Kepanikan akibat ketidaktahuan dan berita hoaks bisa menyebabkan seseorang bertindak serampangan, bayangkan jika kepanikan terjadi pada ribuan bahkan jutaan orang, bukan hal yang mustahil jika ekonomi bisa ikut terganggu.
Kita perlu bijak terhadap informasi yang ada, dengan bersikap wawas diri terhadap hal-hal negatif dan informasi yang belum pasti kebenarannya. Jangan sampai informasi yang kita dapat maupun kita sebar justru menambah kepanikan. Sebab hal yang sepele ini juga akan sangat berkontribusi dalam menjaga stabilitas dan mencegah terjadinya krisis.
Berbagi kabar baik tentang perkembangan wabah Covid-19, menyampaikan pengetahuan dari sumber terpercaya, dan membantu melawan hoaks adalah beberapa hal baik kecil yang berdampak besar.
Menolong Sesama dapat Menjadi Aksi
Pandemi Covid-19 merupakan kejadian luar biasa yang menuntut kerja sama di tingkat global hingga individu. Krisis kali ini menuntut kita semua bertindak lebih cepat.
Solidaritas menjadi kunci utama di tengah krisis ini. Saat ini setiap elemen bangsa patut mengangkat semangat gotong royong. Kita dapat berada di jalur yang benar dengan tidak melakukan kegaduhan sosial yang siginifikan.
Kita dapat membantu mereka usaha-usaha kecil yang sedang berjuang di tengah krisis ini. Kita bisa membeli kebutuhan tidak hanya di satu tempat. Misal beli beberapa barang di supermarket, lalu beli barang lainnya di penjual kecil dekat rumah saat perjalanan pulang. Dengan ini kita sudah cukup membantu para penjual untuk bisa terus mendapatkan pemasukan.
Atau kita juga bisa membantu UMKM lokal dengan memakai produknya. Seperti membeli produk masker kain UMKM. Meski tak seefektif masker medis, namun masker kain masih bisa membantu meminimalisir paparan virus.
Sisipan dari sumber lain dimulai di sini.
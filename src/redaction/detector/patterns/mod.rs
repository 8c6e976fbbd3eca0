//! Rule catalog for PHI detection

pub mod dictionaries;

use crate::domain::{RedactorError, Result};
use crate::redaction::config::DetectionMode;
use crate::redaction::models::PhiCategory;
use fancy_regex::Regex;
use serde::Deserialize;
use std::collections::HashSet;
use std::path::Path;

/// Radius, in characters, of the window searched for a clinical label around
/// an ambiguous name
pub const CONTEXT_WINDOW_CHARS: usize = 80;

/// Rule definition from TOML
#[derive(Debug, Clone, Deserialize)]
pub struct RuleDefinition {
    /// Rule name, used in logs and error messages
    pub name: String,
    /// PHI category assigned to matches
    pub category: PhiCategory,
    /// Base confidence (0.0 - 1.0)
    pub confidence: f32,
    /// Only active in aggressive mode
    #[serde(default)]
    pub aggressive_only: bool,
    /// Regular expression
    pub pattern: String,
}

/// Rule library container
#[derive(Debug, Deserialize)]
struct RuleLibrary {
    rules: Vec<RuleDefinition>,
}

/// A compiled detection rule
#[derive(Debug, Clone)]
pub struct DetectionRule {
    /// Rule name
    pub name: String,
    /// Compiled pattern
    pub pattern: Regex,
    /// PHI category
    pub category: PhiCategory,
    /// Base confidence
    pub base_confidence: f32,
    /// Only active in aggressive mode
    pub aggressive_only: bool,
}

impl DetectionRule {
    /// Whether the rule runs in the given mode
    pub fn is_active(&self, mode: DetectionMode) -> bool {
        !self.aggressive_only || mode.is_aggressive()
    }
}

/// Immutable rule catalog plus the word lists used around it
///
/// Built once per engine and shared read-only between page workers.
#[derive(Debug)]
pub struct PatternCatalog {
    rules: Vec<DetectionRule>,
    excluded_phrases: Vec<&'static str>,
    common_names: HashSet<&'static str>,
    ambiguous_names: HashSet<&'static str>,
    context_labels: Vec<&'static str>,
    label_words: HashSet<&'static str>,
    dictionary_word: regex::Regex,
    name_token: regex::Regex,
}

impl PatternCatalog {
    /// Build the catalog from the built-in rule library
    pub fn build() -> Result<Self> {
        let default_toml = include_str!("../../../../patterns/phi_patterns.toml");
        Self::from_toml(default_toml)
    }

    /// Build a catalog from a rule library file
    pub fn from_file<P: AsRef<Path>>(path: P) -> Result<Self> {
        let content = std::fs::read_to_string(path.as_ref()).map_err(|e| {
            RedactorError::Configuration(format!(
                "Failed to read rule library {}: {e}",
                path.as_ref().display()
            ))
        })?;

        Self::from_toml(&content)
    }

    /// Build a catalog from TOML content
    ///
    /// Rule order in the document is preserved and defines priority.
    pub fn from_toml(content: &str) -> Result<Self> {
        let library: RuleLibrary = toml::from_str(content)?;

        if library.rules.is_empty() {
            return Err(RedactorError::Configuration(
                "Rule library contains no rules".to_string(),
            ));
        }

        let mut rules = Vec::with_capacity(library.rules.len());
        for def in library.rules {
            if !(0.0..=1.0).contains(&def.confidence) {
                return Err(RedactorError::Pattern(format!(
                    "Rule '{}' has confidence {} outside [0, 1]",
                    def.name, def.confidence
                )));
            }

            let pattern = Regex::new(&def.pattern).map_err(|e| {
                RedactorError::Pattern(format!("Invalid regex in rule '{}': {e}", def.name))
            })?;

            rules.push(DetectionRule {
                name: def.name,
                pattern,
                category: def.category,
                base_confidence: def.confidence,
                aggressive_only: def.aggressive_only,
            });
        }

        Ok(Self {
            rules,
            excluded_phrases: dictionaries::EXCLUDED_PHRASES.to_vec(),
            common_names: dictionaries::COMMON_FIRST_NAMES
                .iter()
                .chain(dictionaries::COMMON_LAST_NAMES)
                .copied()
                .collect(),
            ambiguous_names: dictionaries::AMBIGUOUS_NAMES.iter().copied().collect(),
            context_labels: dictionaries::CONTEXT_LABELS.to_vec(),
            label_words: dictionaries::LABEL_WORDS.iter().copied().collect(),
            dictionary_word: compile_plain(r"\b[A-Z][a-z]+\b")?,
            name_token: compile_plain(r"[A-Z][A-Za-z']+")?,
        })
    }

    /// All rules in priority order
    pub fn all_rules(&self) -> &[DetectionRule] {
        &self.rules
    }

    /// Rules active in `mode`, in priority order
    pub fn rules(&self, mode: DetectionMode) -> impl Iterator<Item = &DetectionRule> {
        self.rules.iter().filter(move |r| r.is_active(mode))
    }

    /// Whether the text contains an excluded clinical or geographic phrase
    pub fn contains_excluded_phrase(&self, text: &str) -> bool {
        let lower = text.to_lowercase();
        self.excluded_phrases.iter().any(|p| lower.contains(p))
    }

    /// Whether the word is in the common first/last name dictionary
    pub fn is_common_name(&self, word: &str) -> bool {
        self.common_names.contains(word.to_lowercase().as_str())
    }

    /// Whether the word is a name that is also an ordinary English word
    pub fn is_ambiguous_name(&self, word: &str) -> bool {
        self.ambiguous_names.contains(word.to_lowercase().as_str())
    }

    /// Whether the token is a title, role label or credential
    pub fn is_label_word(&self, token: &str) -> bool {
        self.label_words.contains(token.to_lowercase().as_str())
    }

    /// Whether a clinical label appears within [`CONTEXT_WINDOW_CHARS`] of
    /// the byte offset `position`
    pub fn has_name_context(&self, text: &str, position: usize) -> bool {
        let window = context_window(text, position, CONTEXT_WINDOW_CHARS).to_lowercase();
        self.context_labels.iter().any(|l| window.contains(l))
    }

    /// Pattern for capitalized words checked against the name dictionaries
    pub fn dictionary_word_pattern(&self) -> &regex::Regex {
        &self.dictionary_word
    }

    /// Pattern for name fragments inside NAME matches
    pub fn name_token_pattern(&self) -> &regex::Regex {
        &self.name_token
    }
}

fn compile_plain(pattern: &str) -> Result<regex::Regex> {
    regex::Regex::new(pattern).map_err(|e| RedactorError::Pattern(e.to_string()))
}

/// Slice of `text` spanning `radius` characters either side of `position`
fn context_window(text: &str, position: usize, radius: usize) -> &str {
    let position = position.min(text.len());
    let before = &text[..position];
    let start = before
        .char_indices()
        .rev()
        .nth(radius.saturating_sub(1))
        .map(|(i, _)| i)
        .unwrap_or(0);
    let after = &text[position..];
    let end = after
        .char_indices()
        .nth(radius)
        .map(|(i, _)| position + i)
        .unwrap_or(text.len());
    &text[start..end]
}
Setidaknya pemerintah juga sedang menghimbau kita untuk menggunakan masker setiap keluar dari rumah. Sehingga usaha ini dapat membantu mereka tetap berpenghasilan dan mempertahankan roda usahanya.
Jika hal itu masih berat, kita juga bisa menggunakan media sosial sebagai media promosi UMKM sekitar yang terdampak pandemi Covid-19. Walaupun hanya share di story atau sekedar me-retweet, kita sudah membantu UMKM tersebut untuk dikenal dan diketahui banyak orang.
Sesekali kita juga dapat membeli makanan melalui ojek online. Bekerja dari rumah mungkin tak berlaku bagi sebagian orang yang harus keluar rumah untuk mencari nafkah, termasuk ojek online. Dengan sesekali beli makanan melalui ojek online, setidaknya membantu mereka agar tetap berpenghasilan. Tak ada salahnya juga memberi uang tip atau pesankan makanan untuk mereka juga.
Rezeki berlebih yang kita punya juga dapat didonasikan melalui platform atau organisasi penyalur yang terpercaya. Terlebih jika donasi tersebut disalurkan dalam wujud uang, makanan, APD untuk tenaga medis, atau paket kesehatan berisi hand sanitizer, masker, dan multivitamin untuk mensupport mereka yang masih harus beraktivitas di luar rumah di tengah pandemi.
Pada akhirnya kita perlu bijaksana dalam setiap keputusan dan perilaku kita. Sebab kebuntuan finansial tidak kalah menular dari Covid-19 dan kegagalan ekonomi tidak kalah pandemi dari virus paling berbahaya sekalipun. Seperti pepatah Perancis mengatakan bahwa orang bijak melakukan sebanyak yang seharusnya, bukan melakukan sebanyak yang mereka bisa.
Tetap bijaksana, dan jaga kesehatan selalu.